Try it: Pull each line with the string "ForgeConfig" from the entries.

Dataset extract:

-*-

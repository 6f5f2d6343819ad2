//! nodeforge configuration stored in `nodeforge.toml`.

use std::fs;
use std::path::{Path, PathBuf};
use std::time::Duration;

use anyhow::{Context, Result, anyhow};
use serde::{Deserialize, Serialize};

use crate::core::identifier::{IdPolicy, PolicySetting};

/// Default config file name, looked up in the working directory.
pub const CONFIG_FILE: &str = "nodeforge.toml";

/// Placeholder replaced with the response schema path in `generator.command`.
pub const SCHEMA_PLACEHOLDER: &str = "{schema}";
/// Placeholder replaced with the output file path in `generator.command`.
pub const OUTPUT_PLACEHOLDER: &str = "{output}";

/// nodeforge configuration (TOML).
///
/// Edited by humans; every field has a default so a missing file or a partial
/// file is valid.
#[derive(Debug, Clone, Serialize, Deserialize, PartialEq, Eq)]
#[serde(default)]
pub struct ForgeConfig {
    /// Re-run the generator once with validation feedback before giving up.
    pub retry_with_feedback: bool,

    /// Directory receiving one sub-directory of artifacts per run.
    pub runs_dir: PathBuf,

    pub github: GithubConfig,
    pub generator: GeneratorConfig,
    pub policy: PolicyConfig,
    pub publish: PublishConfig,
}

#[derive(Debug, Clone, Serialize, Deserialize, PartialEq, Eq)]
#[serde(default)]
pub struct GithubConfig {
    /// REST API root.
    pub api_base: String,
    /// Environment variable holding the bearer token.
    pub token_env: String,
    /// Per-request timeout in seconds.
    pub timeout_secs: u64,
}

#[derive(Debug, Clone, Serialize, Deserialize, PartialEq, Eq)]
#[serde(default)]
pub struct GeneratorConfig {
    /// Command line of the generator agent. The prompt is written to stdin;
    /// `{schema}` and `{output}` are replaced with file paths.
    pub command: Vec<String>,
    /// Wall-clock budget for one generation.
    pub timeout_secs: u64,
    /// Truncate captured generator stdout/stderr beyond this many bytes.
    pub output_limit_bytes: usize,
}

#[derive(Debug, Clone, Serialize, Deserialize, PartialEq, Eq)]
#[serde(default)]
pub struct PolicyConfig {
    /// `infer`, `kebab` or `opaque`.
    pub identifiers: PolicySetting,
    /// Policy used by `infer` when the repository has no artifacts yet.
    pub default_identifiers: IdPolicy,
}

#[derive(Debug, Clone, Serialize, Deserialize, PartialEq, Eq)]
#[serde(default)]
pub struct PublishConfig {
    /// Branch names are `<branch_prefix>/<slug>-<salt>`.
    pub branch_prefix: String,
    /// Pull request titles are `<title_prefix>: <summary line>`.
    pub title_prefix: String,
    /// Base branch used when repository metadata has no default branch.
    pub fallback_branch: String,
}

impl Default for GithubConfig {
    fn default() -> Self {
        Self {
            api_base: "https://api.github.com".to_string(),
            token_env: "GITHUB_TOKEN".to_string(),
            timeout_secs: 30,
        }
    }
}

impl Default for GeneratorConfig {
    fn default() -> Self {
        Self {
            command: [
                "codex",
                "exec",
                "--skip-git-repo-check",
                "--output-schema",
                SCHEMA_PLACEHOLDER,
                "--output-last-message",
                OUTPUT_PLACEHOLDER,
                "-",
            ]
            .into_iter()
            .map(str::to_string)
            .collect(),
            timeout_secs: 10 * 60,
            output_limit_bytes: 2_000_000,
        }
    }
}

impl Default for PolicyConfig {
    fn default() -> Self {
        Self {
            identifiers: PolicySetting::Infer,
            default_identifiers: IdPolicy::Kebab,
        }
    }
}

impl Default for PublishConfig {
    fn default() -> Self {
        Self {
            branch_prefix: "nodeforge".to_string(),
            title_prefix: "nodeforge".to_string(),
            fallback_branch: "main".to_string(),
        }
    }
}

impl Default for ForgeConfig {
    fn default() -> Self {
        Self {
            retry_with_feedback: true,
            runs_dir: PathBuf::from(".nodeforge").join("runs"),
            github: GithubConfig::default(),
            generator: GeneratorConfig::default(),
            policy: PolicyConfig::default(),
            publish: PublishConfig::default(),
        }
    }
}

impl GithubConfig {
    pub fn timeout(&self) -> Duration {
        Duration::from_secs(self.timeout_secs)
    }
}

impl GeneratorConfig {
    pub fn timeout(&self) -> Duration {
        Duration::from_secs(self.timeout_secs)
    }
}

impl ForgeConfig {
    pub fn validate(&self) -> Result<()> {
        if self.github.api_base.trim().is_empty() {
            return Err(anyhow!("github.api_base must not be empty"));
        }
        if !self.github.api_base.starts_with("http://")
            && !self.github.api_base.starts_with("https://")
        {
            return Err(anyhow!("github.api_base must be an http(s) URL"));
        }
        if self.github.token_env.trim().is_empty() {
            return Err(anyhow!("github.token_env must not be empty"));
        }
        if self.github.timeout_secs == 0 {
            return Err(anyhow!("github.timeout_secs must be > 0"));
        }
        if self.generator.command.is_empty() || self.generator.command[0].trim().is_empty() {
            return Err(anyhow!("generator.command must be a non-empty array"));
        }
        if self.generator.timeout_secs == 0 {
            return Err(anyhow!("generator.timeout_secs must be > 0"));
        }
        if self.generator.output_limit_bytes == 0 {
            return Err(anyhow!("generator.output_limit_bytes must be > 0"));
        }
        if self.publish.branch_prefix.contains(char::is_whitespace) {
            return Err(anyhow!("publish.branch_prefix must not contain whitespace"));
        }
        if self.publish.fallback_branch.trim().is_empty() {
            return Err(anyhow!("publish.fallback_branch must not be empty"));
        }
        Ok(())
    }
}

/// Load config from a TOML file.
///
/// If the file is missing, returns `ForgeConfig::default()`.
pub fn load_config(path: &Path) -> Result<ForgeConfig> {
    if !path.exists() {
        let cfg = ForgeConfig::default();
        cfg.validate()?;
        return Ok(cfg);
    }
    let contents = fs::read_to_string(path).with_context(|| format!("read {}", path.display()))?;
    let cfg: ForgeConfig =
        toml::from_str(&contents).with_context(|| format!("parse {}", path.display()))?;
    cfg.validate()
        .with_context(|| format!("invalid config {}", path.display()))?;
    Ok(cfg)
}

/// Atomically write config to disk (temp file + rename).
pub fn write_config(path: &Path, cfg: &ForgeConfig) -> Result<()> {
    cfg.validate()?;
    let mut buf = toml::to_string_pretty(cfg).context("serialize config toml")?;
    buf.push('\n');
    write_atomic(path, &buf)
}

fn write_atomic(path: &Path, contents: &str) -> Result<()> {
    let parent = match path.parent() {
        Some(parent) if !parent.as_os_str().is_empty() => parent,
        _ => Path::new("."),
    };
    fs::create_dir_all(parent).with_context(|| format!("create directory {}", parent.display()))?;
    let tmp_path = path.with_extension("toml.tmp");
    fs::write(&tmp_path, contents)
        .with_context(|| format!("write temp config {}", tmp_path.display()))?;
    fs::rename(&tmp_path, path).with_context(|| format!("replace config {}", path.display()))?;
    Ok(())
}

-*-

Answer area:
pub struct ForgeConfig {
impl Default for ForgeConfig {
impl ForgeConfig {
/// If the file is missing, returns `ForgeConfig::default()`.
pub fn load_config(path: &Path) -> Result<ForgeConfig> {
        let cfg = ForgeConfig::default();
    let cfg: ForgeConfig =
pub fn write_config(path: &Path, cfg: &ForgeConfig) -> Result<()> {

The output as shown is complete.